Azure Load Balancer uses such a hash-based distribution mechanism in order to distribute load. This mechanism creates a hash for every request based on source IP, source port, destination IP, destination port, and protocol type, in order to ensure that every packet from the same connection always ends up on the same server. The hash function is chosen such that the distribution of connections to servers is fairly random.

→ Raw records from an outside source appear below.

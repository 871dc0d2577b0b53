//! `ingest`: pull API data into the store.

use super::common::CommandContext;
use crate::{
    cricbuzz::ApiClient,
    ingest::{Pipeline, Stage, StageReport},
    Result,
};
use std::io::Write;

/// Run the requested stages (all of them when `stages` is empty) and print a
/// line per completed stage.
pub async fn handle_ingest(
    ctx: &mut CommandContext,
    stages: &[Stage],
    out: &mut impl Write,
) -> Result<Vec<StageReport>> {
    let client = ctx.client()?;
    run_ingest(&client, ctx, stages, out).await
}

pub async fn run_ingest(
    client: &ApiClient,
    ctx: &mut CommandContext,
    stages: &[Stage],
    out: &mut impl Write,
) -> Result<Vec<StageReport>> {
    let mut pipeline = Pipeline::new(client, &mut ctx.db);
    let reports = if stages.is_empty() {
        pipeline.run_all().await?
    } else {
        pipeline.run(stages).await?
    };

    for report in &reports {
        writeln!(out, "✓ {}: {} rows", report.stage, report.rows)?;
    }
    writeln!(out, "Data ingestion complete.")?;
    Ok(reports)
}
//! ID types for Cricbuzz entities.
//!
//! Every entity is keyed by the identifier the upstream API assigns it.

use crate::error::{CricError, Result};
use serde::{Deserialize, Serialize};
use std::fmt;
use std::str::FromStr;

macro_rules! entity_id {
    ($(#[$meta:meta])* $name:ident) => {
        $(#[$meta])*
        #[derive(Debug, Clone, Copy, PartialEq, Eq, Hash, PartialOrd, Ord, Serialize, Deserialize)]
        #[serde(transparent)]
        pub struct $name(pub i64);

        impl $name {
            pub fn new(id: i64) -> Self {
                Self(id)
            }

            pub fn as_i64(&self) -> i64 {
                self.0
            }
        }

        impl fmt::Display for $name {
            fn fmt(&self, f: &mut fmt::Formatter<'_>) -> fmt::Result {
                write!(f, "{}", self.0)
            }
        }

        impl FromStr for $name {
            type Err = CricError;

            fn from_str(s: &str) -> Result<Self> {
                Ok(Self(s.trim().parse()?))
            }
        }
    };
}

entity_id!(
    /// Type-safe wrapper for series IDs.
    ///
    /// ```rust
    /// use cricbuzz_stats::SeriesId;
    ///
    /// let id: SeriesId = "7607".parse().unwrap();
    /// assert_eq!(id.as_i64(), 7607);
    /// assert_eq!(id.to_string(), "7607");
    /// ```
    SeriesId
);
entity_id!(
    /// Type-safe wrapper for team IDs.
    TeamId
);
entity_id!(
    /// Type-safe wrapper for venue IDs.
    VenueId
);
entity_id!(
    /// Type-safe wrapper for match IDs.
    MatchId
);
entity_id!(
    /// Type-safe wrapper for player IDs.
    PlayerId
);
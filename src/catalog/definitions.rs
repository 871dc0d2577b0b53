//! The analytics query catalog

use super::QueryDef;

Azure provides health checks via three types of probes: Guest Agent probes (on PaaS VMs), HTTP custom probes, and TCP custom probes. All three probes provide a health check for the resource nodes via a ping-echo mechanism.
Other popular strategies
There are other strategies used to balance load across multiple resources. Each of them uses different metrics to gauge the most appropriate resource node for a particular request:
- Strategies based on request execution time: These strategies use a priority scheduling algorithm, whereby request execution times are used in order to judge the most appropriate order of load distribution. The main challenge in using this approach is to accurately predict the execution time of a particular request.

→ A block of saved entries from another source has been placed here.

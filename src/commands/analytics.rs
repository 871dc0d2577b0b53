//! `analytics`: list and run catalog queries.

use crate::{
    catalog::{find_query, run_query, QUERIES},
    output::render_result,
    storage::CricketDatabase,
    Result,
};
use log::warn;
use std::io::Write;

pub fn handle_analytics_list(out: &mut impl Write) -> Result<()> {
    for query in QUERIES.iter() {
        writeln!(out, "{}", query.title())?;
    }
    Ok(())
}

/// Run one query. An unknown query id is an error; a failure while executing
/// the query is printed and the command still succeeds.
pub fn handle_analytics_run(
    db: &CricketDatabase,
    query: &str,
    as_json: bool,
    out: &mut impl Write,
) -> Result<()> {
    let def = find_query(query)?;

    let table = match run_query(db, def) {
        Ok(t) => t,
        Err(e) => {
            warn!("{} failed: {}", def.title(), e);
            writeln!(out, "Query error: {}", e)?;
            return Ok(());
        }
    };

    if as_json {
        writeln!(out, "{}", serde_json::to_string_pretty(&table)?)?;
        return Ok(());
    }

    writeln!(out, "{}", def.title())?;
    if table.is_empty() {
        writeln!(out, "No rows.")?;
    } else {
        write!(out, "{}", render_result(&table))?;
    }
    Ok(())
}
//! Cricbuzz Cricket Analytics Library
//!
//! Pulls series, teams, venues, matches and scorecards from the Cricbuzz API
//! (via RapidAPI) into a local SQLite database and runs a catalog of canned
//! analytics queries over it.
//!
//! ## Features
//!
//! - **API Client**: Authenticated requests with explicit success/failure outcomes
//! - **Ingestion Pipeline**: Idempotent, dependency-ordered upserts
//! - **Query Catalog**: 25 parameterless analytics queries
//! - **Player Maintenance**: Manual add, update and delete
//!
//! ## Quick Start
//!
//! ```rust,no_run
//! use cricbuzz_stats::{catalog, storage::CricketDatabase};
//!
//! # fn example() -> cricbuzz_stats::Result<()> {
//! let db = CricketDatabase::open(std::path::Path::new("cricket.db"))?;
//! let query = catalog::find_query("Q5")?;
//! let table = catalog::run_query(&db, query)?;
//! println!("{} rows", table.rows.len());
//! # Ok(())
//! # }
//! ```
//!
//! ## Environment Configuration
//!
//! Network commands need a RapidAPI key:
//! ```bash
//! export RAPIDAPI_KEY=your-key
//! ```

pub mod catalog;
pub mod cli;
pub mod commands;
pub mod config;
pub mod cricbuzz;
pub mod error;
pub mod ingest;
pub mod output;
pub mod storage;

// Re-export commonly used types
pub use cli::types::{MatchFormat, MatchId, PlayerId, PlayerRole, SeriesId, TeamId, TossDecision, VenueId};
pub use error::{CricError, Result};
//! Storage layer for the cricket analytics store
//!
//! This module wraps the SQLite database, organized into:
//! - `models`: Row types for the seven tables
//! - `schema`: Database connection and schema management
//! - `functions`: SQL functions registered on each connection
//! - `queries`: Transactional upserts and player CRUD

pub mod functions;
pub mod models;
pub mod queries;
pub mod schema;


pub use models::*;
pub use schema::{CricketDatabase, Table};
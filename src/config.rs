//! Runtime configuration resolved from environment variables.

use crate::error::{CricError, Result};
use std::path::PathBuf;

pub const API_KEY_ENV_VAR: &str = "RAPIDAPI_KEY";
pub const API_HOST_ENV_VAR: &str = "RAPIDAPI_HOST";
pub const BASE_URL_ENV_VAR: &str = "CRICBUZZ_BASE_URL";
pub const DB_PATH_ENV_VAR: &str = "CRICBUZZ_DB_PATH";

pub const DEFAULT_API_HOST: &str = "cricbuzz-cricket.p.rapidapi.com";

/// Settings shared by every command.
#[derive(Debug, Clone)]
pub struct Config {
    /// `None` until a network command needs it; see [`Config::require_api_key`].
    pub api_key: Option<String>,
    pub api_host: String,
    pub base_url: String,
    pub db_path: PathBuf,
}

impl Config {
    /// Read configuration from the environment, falling back to defaults.
    pub fn from_env() -> Result<Self> {
        let api_key = non_empty_var(API_KEY_ENV_VAR);
        let api_host = non_empty_var(API_HOST_ENV_VAR).unwrap_or_else(|| DEFAULT_API_HOST.to_string());
        let base_url = non_empty_var(BASE_URL_ENV_VAR)
            .unwrap_or_else(|| format!("https://{}", api_host))
            .trim_end_matches('/')
            .to_string();
        let db_path = match non_empty_var(DB_PATH_ENV_VAR) {
            Some(path) => PathBuf::from(path),
            None => default_database_path()?,
        };

        Ok(Self {
            api_key,
            api_host,
            base_url,
            db_path,
        })
    }

    /// Override the database location (the `--db` flag).
    pub fn with_db_path(mut self, path: Option<PathBuf>) -> Self {
        if let Some(p) = path {
            self.db_path = p;
        }
        self
    }

    pub fn require_api_key(&self) -> Result<&str> {
        self.api_key
            .as_deref()
            .ok_or_else(|| CricError::MissingApiKey {
                env_var: API_KEY_ENV_VAR.to_string(),
            })
    }
}

fn non_empty_var(name: &str) -> Option<String> {
    std::env::var(name)
        .ok()
        .map(|v| v.trim().to_string())
        .filter(|v| !v.is_empty())
}

/// `<data dir>/cricbuzz-stats/cricket.db`
pub fn default_database_path() -> Result<PathBuf> {
    let base = dirs::data_dir()
        .or_else(dirs::cache_dir)
        .ok_or_else(|| CricError::DataDir {
            message: "Could not determine data directory".to_string(),
        })?;
    Ok(base.join("cricbuzz-stats").join("cricket.db"))
}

- Strategies based on resource utilization: These strategies use the CPU utilization on each resource node to balance the utilization across each node. The load balancers maintain an ordered list of resources based on their utilization and then direct requests to the least loaded node.
Other benefits
Having a centralized load balancer lends itself to several strategies that can increase the performance of the service. However, it is important to note that these strategies work only as long as the load balancer is not under insurmountable load. Otherwise, the load balancer itself becomes the bottleneck. Some of these strategies are listed below:
- SSL offload: Network transactions via SSL have an extra cost associated with them since they need to have processing for encryption and authentication. Instead of serving all requests via SSL, the client connection to the load balancer can be made via SSL, while redirect requests to each individual server can be made via HTTP. This reduces the load on the servers considerably. Additionally, security is maintained as long as the redirect requests are not made over an open network.
- TCP buffering: This is a strategy to offload clients with slow connections on to the load balancer in order to relieve servers that are serving responses to these clients.
- Caching: In certain scenarios, the load balancer can maintain a cache for the most popular requests (or requests that can be handled without going to the servers, like static content) so that it reduces the load on the servers.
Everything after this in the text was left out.